"How about two bills?"
With just days before Department of Homeland Security funding lapses, furloughing 30,000 employees and forcing 200,000 more to continue working without paychecks, Senate Majority Leader Mitch McConnell appears to be making
tentative steps toward separating the DHS funding component of the bill from the angry-fist-shaking-at-President-Obama component of the bill. But what McConnell really needs to be doing, if he wants to avoid a partial government shutdown in his first months as majority leader, is leaning hard on his counterparts in the House.

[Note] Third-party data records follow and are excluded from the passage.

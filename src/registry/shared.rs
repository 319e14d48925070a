//! Copy-on-write registry for re-registration while serving traffic.
//!
//! Readers pin an `Arc<ResourceRegistry>` snapshot for the duration of one
//! dispatch; loads are lock-free. Writers clone the current snapshot, apply
//! their change, validate it and publish with compare-and-swap, retrying from
//! the latest snapshot if another writer won. A dispatch therefore sees either
//! the registry before a change or after it, never a partial update.

use super::core::ResourceRegistry;
use crate::error::DispatchResult;
use arc_swap::ArcSwap;
use log::debug;
use std::fmt;
use std::sync::Arc;

/// Atomically replaceable [`ResourceRegistry`].
pub struct SharedRegistry {
    snap: ArcSwap<ResourceRegistry>,
}

impl SharedRegistry {
    /// Publish a bootstrapped registry.
    ///
    /// # Errors
    ///
    /// Returns [`DispatchError::Configuration`](crate::DispatchError::Configuration)
    /// if the registry fails [`ResourceRegistry::validate`].
    pub fn new(registry: ResourceRegistry) -> DispatchResult<Self> {
        registry.validate()?;
        Ok(Self {
            snap: ArcSwap::from_pointee(registry),
        })
    }

    /// The currently published registry.
    pub fn snapshot(&self) -> Arc<ResourceRegistry> {
        self.snap.load_full()
    }

    /// Apply a change and publish the result.
    ///
    /// `change` runs against a private copy and may run more than once when
    /// writers race. Nothing is published if it fails or if the result does
    /// not validate.
    pub fn update<F>(&self, mut change: F) -> DispatchResult<()>
    where
        F: FnMut(&mut ResourceRegistry) -> DispatchResult<()>,
    {
        loop {
            let current = self.snap.load_full();
            let mut next = ResourceRegistry::clone(&current);
            change(&mut next)?;
            next.validate()?;

            let next = Arc::new(next);
            let previous = self.snap.compare_and_swap(&current, next);
            if Arc::ptr_eq(&*previous, &current) {
                debug!("Published registry with {} resources", self.snapshot().len());
                return Ok(());
            }
            debug!("Registry changed concurrently, retrying update");
        }
    }
}

impl fmt::Debug for SharedRegistry {
    fn fmt(&self, f: &mut fmt::Formatter<'_>) -> fmt::Result {
        f.debug_struct("SharedRegistry")
            .field("snapshot", &self.snapshot())
            .finish()
    }
}

impl TryFrom<ResourceRegistry> for SharedRegistry {
    type Error = crate::error::DispatchError;

    fn try_from(registry: ResourceRegistry) -> Result<Self, Self::Error> {
        Self::new(registry)
    }
}
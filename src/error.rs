//! Error types for resource dispatch.
//!
//! Two layers of errors exist. [`HandlerError`] is what a concrete resource
//! handler returns from one of its capability methods. [`DispatchError`] is
//! what the dispatcher hands back to the transport layer: it covers routing
//! failures (unknown resource, missing capability, malformed parameters,
//! registry misconfiguration) and wraps handler failures unchanged together
//! with the resource and operation that produced them.

use crate::resource::capabilities::{Capability, Operation};

/// Main error type for dispatch operations.
#[derive(Debug, thiserror::Error)]
pub enum DispatchError {
    /// No handler is registered under the requested resource name
    #[error("Unknown resource: {resource}")]
    UnknownResource { resource: String },

    /// The handler exists but does not implement the capability the request needs
    #[error("Resource '{resource}' does not support {capability}")]
    UnsupportedOperation {
        resource: String,
        capability: Capability,
    },

    /// Registration-time misconfiguration (duplicate names, ambiguous search handlers)
    #[error("Configuration error: {message}")]
    Configuration { message: String },

    /// Malformed pagination, representation or flag values
    #[error("Bad request: {message}")]
    BadRequest { message: String },

    /// Failure reported by the resource handler itself
    #[error("{operation} on '{resource}' failed: {source}")]
    Handler {
        resource: String,
        operation: Operation,
        #[source]
        source: HandlerError,
    },
}

/// Coarse classification of a [`DispatchError`] for transport mapping.
#[derive(Debug, Clone, Copy, PartialEq, Eq, Hash)]
pub enum ErrorKind {
    UnknownResource,
    UnsupportedOperation,
    Configuration,
    BadRequest,
    Handler,
}

/// Errors returned by resource and search handlers.
///
/// The dispatcher never inspects these; it only attaches routing context
/// and propagates them. The variants exist so that a transport can choose a
/// sensible status code.
#[derive(Debug, thiserror::Error)]
pub enum HandlerError {
    /// No entity with the given identifier exists
    #[error("Object with id '{id}' not found")]
    NotFound { id: String },

    /// The payload or parameters failed domain validation
    #[error("Invalid request: {message}")]
    InvalidRequest { message: String },

    /// The request conflicts with the current state of the entity
    #[error("Conflict: {message}")]
    Conflict { message: String },

    /// Any other failure inside the handler
    #[error("Handler error: {0}")]
    Internal(#[source] Box<dyn std::error::Error + Send + Sync>),
}

impl DispatchError {
    /// Create an unknown resource error
    pub fn unknown_resource(resource: impl Into<String>) -> Self {
        Self::UnknownResource {
            resource: resource.into(),
        }
    }

    /// Create an unsupported operation error
    pub fn unsupported(resource: impl Into<String>, capability: Capability) -> Self {
        Self::UnsupportedOperation {
            resource: resource.into(),
            capability,
        }
    }

    /// Create a configuration error
    pub fn configuration(message: impl Into<String>) -> Self {
        Self::Configuration {
            message: message.into(),
        }
    }

    /// Create a bad request error
    pub fn bad_request(message: impl Into<String>) -> Self {
        Self::BadRequest {
            message: message.into(),
        }
    }

    /// Wrap a handler failure with the resource and operation it came from
    pub fn handler(resource: impl Into<String>, operation: Operation, source: HandlerError) -> Self {
        Self::Handler {
            resource: resource.into(),
            operation,
            source,
        }
    }

    pub fn kind(&self) -> ErrorKind {
        match self {
            Self::UnknownResource { .. } => ErrorKind::UnknownResource,
            Self::UnsupportedOperation { .. } => ErrorKind::UnsupportedOperation,
            Self::Configuration { .. } => ErrorKind::Configuration,
            Self::BadRequest { .. } => ErrorKind::BadRequest,
            Self::Handler { .. } => ErrorKind::Handler,
        }
    }

    /// Stable error code for programmatic handling by clients.
    pub fn error_code(&self) -> &'static str {
        match self {
            Self::UnknownResource { .. } => "UNKNOWN_RESOURCE",
            Self::UnsupportedOperation { .. } => "UNSUPPORTED_OPERATION",
            Self::Configuration { .. } => "CONFIGURATION_ERROR",
            Self::BadRequest { .. } => "BAD_REQUEST",
            Self::Handler { source, .. } => source.error_code(),
        }
    }

    /// HTTP status code a transport should answer with.
    pub fn status_code(&self) -> u16 {
        match self {
            Self::UnknownResource { .. } => 404,
            Self::UnsupportedOperation { .. } | Self::BadRequest { .. } => 400,
            Self::Configuration { .. } => 500,
            Self::Handler { source, .. } => source.status_code(),
        }
    }

    /// The resource name this error refers to, if any.
    pub fn resource(&self) -> Option<&str> {
        match self {
            Self::UnknownResource { resource }
            | Self::UnsupportedOperation { resource, .. }
            | Self::Handler { resource, .. } => Some(resource),
            Self::Configuration { .. } | Self::BadRequest { .. } => None,
        }
    }
}

impl HandlerError {
    /// Create a not found error
    pub fn not_found(id: impl Into<String>) -> Self {
        Self::NotFound { id: id.into() }
    }

    /// Create an invalid request error
    pub fn invalid_request(message: impl Into<String>) -> Self {
        Self::InvalidRequest {
            message: message.into(),
        }
    }

    /// Create a conflict error
    pub fn conflict(message: impl Into<String>) -> Self {
        Self::Conflict {
            message: message.into(),
        }
    }

    /// Wrap an arbitrary handler-side error
    pub fn internal<E>(error: E) -> Self
    where
        E: std::error::Error + Send + Sync + 'static,
    {
        Self::Internal(Box::new(error))
    }

    pub fn error_code(&self) -> &'static str {
        match self {
            Self::NotFound { .. } => "OBJECT_NOT_FOUND",
            Self::InvalidRequest { .. } => "INVALID_REQUEST",
            Self::Conflict { .. } => "CONFLICT",
            Self::Internal(_) => "HANDLER_ERROR",
        }
    }

    pub fn status_code(&self) -> u16 {
        match self {
            Self::NotFound { .. } => 404,
            Self::InvalidRequest { .. } => 400,
            Self::Conflict { .. } => 409,
            Self::Internal(_) => 500,
        }
    }
}

// Result type aliases for convenience
pub type DispatchResult<T> = Result<T, DispatchError>;
pub type HandlerResult<T> = Result<T, HandlerError>;
//! Specialized search handlers keyed by resource name and parameter set.
//!
//! A search handler declares the query parameters it requires. When a
//! collection GET arrives, every handler registered for the resource whose
//! required parameters are all present is a candidate; the most specific
//! candidate (largest required set) wins. Equal-sized candidates are ordered by
//! their sorted parameter names so the choice never depends on registration
//! order or hash iteration.

use crate::error::{DispatchError, DispatchResult, HandlerResult};
use crate::resource::context::params;
use crate::resource::{PageResult, RequestContext};
use async_trait::async_trait;
use std::cmp::Reverse;
use std::collections::BTreeSet;
use std::fmt;
use std::future::Future;
use std::sync::Arc;

/// A search strategy bound to a set of recognized query parameters.
#[async_trait]
pub trait SearchHandler: Send + Sync {
    async fn search(&self, context: &RequestContext) -> HandlerResult<PageResult>;
}

/// Adapter turning an async closure into a [`SearchHandler`].
pub struct FnSearchHandler<F> {
    search: F,
}

/// Wrap an async closure as a search handler.
///
/// The closure receives its own copy of the request context.
pub fn search_fn<F, Fut>(search: F) -> FnSearchHandler<F>
where
    F: Fn(RequestContext) -> Fut + Send + Sync,
    Fut: Future<Output = HandlerResult<PageResult>> + Send,
{
    FnSearchHandler { search }
}

#[async_trait]
impl<F, Fut> SearchHandler for FnSearchHandler<F>
where
    F: Fn(RequestContext) -> Fut + Send + Sync,
    Fut: Future<Output = HandlerResult<PageResult>> + Send,
{
    async fn search(&self, context: &RequestContext) -> HandlerResult<PageResult> {
        (self.search)(context.clone()).await
    }
}

/// Registration metadata of a search handler.
#[derive(Debug, Clone, PartialEq, Eq)]
pub struct SearchHandlerConfig {
    id: String,
    required: BTreeSet<String>,
    optional: BTreeSet<String>,
    description: Option<String>,
}

impl SearchHandlerConfig {
    /// Create a config with an id (unique per resource) and its required parameters.
    pub fn new<I, S>(id: impl Into<String>, required: I) -> Self
    where
        I: IntoIterator<Item = S>,
        S: Into<String>,
    {
        Self {
            id: id.into(),
            required: required.into_iter().map(Into::into).collect(),
            optional: BTreeSet::new(),
            description: None,
        }
    }

    /// Parameters the handler understands but does not need to match.
    pub fn with_optional<I, S>(mut self, optional: I) -> Self
    where
        I: IntoIterator<Item = S>,
        S: Into<String>,
    {
        self.optional.extend(optional.into_iter().map(Into::into));
        self
    }

    pub fn with_description(mut self, description: impl Into<String>) -> Self {
        self.description = Some(description.into());
        self
    }

    pub fn id(&self) -> &str {
        &self.id
    }

    pub fn required(&self) -> &BTreeSet<String> {
        &self.required
    }

    pub fn optional(&self) -> &BTreeSet<String> {
        &self.optional
    }

    pub fn description(&self) -> Option<&str> {
        self.description.as_deref()
    }

    /// Whether every required parameter is among `present`.
    fn matches(&self, present: &BTreeSet<&str>) -> bool {
        !self.required.is_empty()
            && self
                .required
                .iter()
                .all(|name| present.contains(name.as_str()))
    }
}

/// A search handler together with its registration metadata.
#[derive(Clone)]
pub struct RegisteredSearchHandler {
    config: SearchHandlerConfig,
    handler: Arc<dyn SearchHandler>,
}

impl RegisteredSearchHandler {
    pub fn config(&self) -> &SearchHandlerConfig {
        &self.config
    }

    pub fn id(&self) -> &str {
        &self.config.id
    }

    pub fn handler(&self) -> &dyn SearchHandler {
        self.handler.as_ref()
    }
}

impl fmt::Debug for RegisteredSearchHandler {
    fn fmt(&self, f: &mut fmt::Formatter<'_>) -> fmt::Result {
        f.debug_struct("RegisteredSearchHandler")
            .field("config", &self.config)
            .finish()
    }
}

/// The search handlers registered for one resource.
#[derive(Debug, Clone, Default)]
pub(crate) struct SearchHandlerSet {
    handlers: Vec<RegisteredSearchHandler>,
}

impl SearchHandlerSet {
    pub(crate) fn insert(
        &mut self,
        resource: &str,
        config: SearchHandlerConfig,
        handler: Arc<dyn SearchHandler>,
    ) -> DispatchResult<()> {
        if config.id.trim().is_empty() {
            return Err(DispatchError::configuration(format!(
                "search handler for '{}' must have a non-empty id",
                resource
            )));
        }

        if config.required.is_empty() {
            return Err(DispatchError::configuration(format!(
                "search handler '{}' for '{}' must require at least one parameter",
                config.id, resource
            )));
        }

        if let Some(reserved) = config.required.iter().find(|name| params::is_special(name)) {
            return Err(DispatchError::configuration(format!(
                "search handler '{}' for '{}' cannot require reserved parameter '{}'",
                config.id, resource, reserved
            )));
        }

        for existing in &self.handlers {
            if existing.config.id == config.id {
                return Err(DispatchError::configuration(format!(
                    "search handler id '{}' is already registered for '{}'",
                    config.id, resource
                )));
            }
            if existing.config.required == config.required {
                return Err(DispatchError::configuration(format!(
                    "search handlers '{}' and '{}' for '{}' both require {:?}",
                    existing.config.id, config.id, resource, config.required
                )));
            }
        }

        self.handlers
            .push(RegisteredSearchHandler { config, handler });
        Ok(())
    }

    /// Most specific handler whose required parameters are all present.
    ///
    /// Reserved transport parameters in `present` are ignored.
    pub(crate) fn find<'a, I>(&self, present: I) -> Option<&RegisteredSearchHandler>
    where
        I: IntoIterator<Item = &'a str>,
    {
        let present: BTreeSet<&str> = present
            .into_iter()
            .filter(|name| !params::is_special(name))
            .collect();

        self.handlers
            .iter()
            .filter(|candidate| candidate.config.matches(&present))
            .min_by(|a, b| {
                Reverse(a.config.required.len())
                    .cmp(&Reverse(b.config.required.len()))
                    .then_with(|| a.config.required.cmp(&b.config.required))
            })
    }

    pub(crate) fn find_by_id(&self, id: &str) -> Option<&RegisteredSearchHandler> {
        self.handlers.iter().find(|candidate| candidate.config.id == id)
    }

    pub(crate) fn iter(&self) -> impl Iterator<Item = &RegisteredSearchHandler> {
        self.handlers.iter()
    }

    pub(crate) fn is_empty(&self) -> bool {
        self.handlers.is_empty()
    }

    pub(crate) fn len(&self) -> usize {
        self.handlers.len()
    }
}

A few of what passes these days for "moderate" Republicans are pushing to avoid a DHS shutdown, but those are not the people House Speaker John Boehner traditionally listens to, and so House Republicans appear ready to take us at least to the brink of DHS shutdown:
The current thinking is that the funding deadline needs to be imminent before House Republicans can relent and consider a bill that strips out the immigration provisions for a later fight. Or a short-term bill, which was emerging as a distinct possibility, may be the answer. But as in the past, events can slip out of the leadership’s control and end up with no settlement and furlough notices going to thousands of agency employees while many others in jobs deemed critical will have to work without pay and only the expectation that they will ultimately get a check.
Some conservatives say they are willing to allow the Homeland Security funding to lapse since most employees would have to report to work anyway.
Representative Thomas Massie, Republican of Kentucky, said, “It’s not clear what the impact is because there are a lot of things that are supposedly funded anyway, so the impact may be smaller than we think.”
Ah, yes, the old "the impact may be smaller than we think, so YOLO" theory of governance.
In fact, many upgrades, grants, and trainings—including the training of Secret Service agents to protect presidential candidates—would fall by the wayside.
Month two of Republican control of Congress: Will we or will we not see a partial government shutdown? It's almost like manufacturing crisis is a feature, not a bug, of today's Republican Party. The good news is that voters will properly blame Republicans, but the bad news is, that won't translate into any kind of immediate changes in how Republicans govern.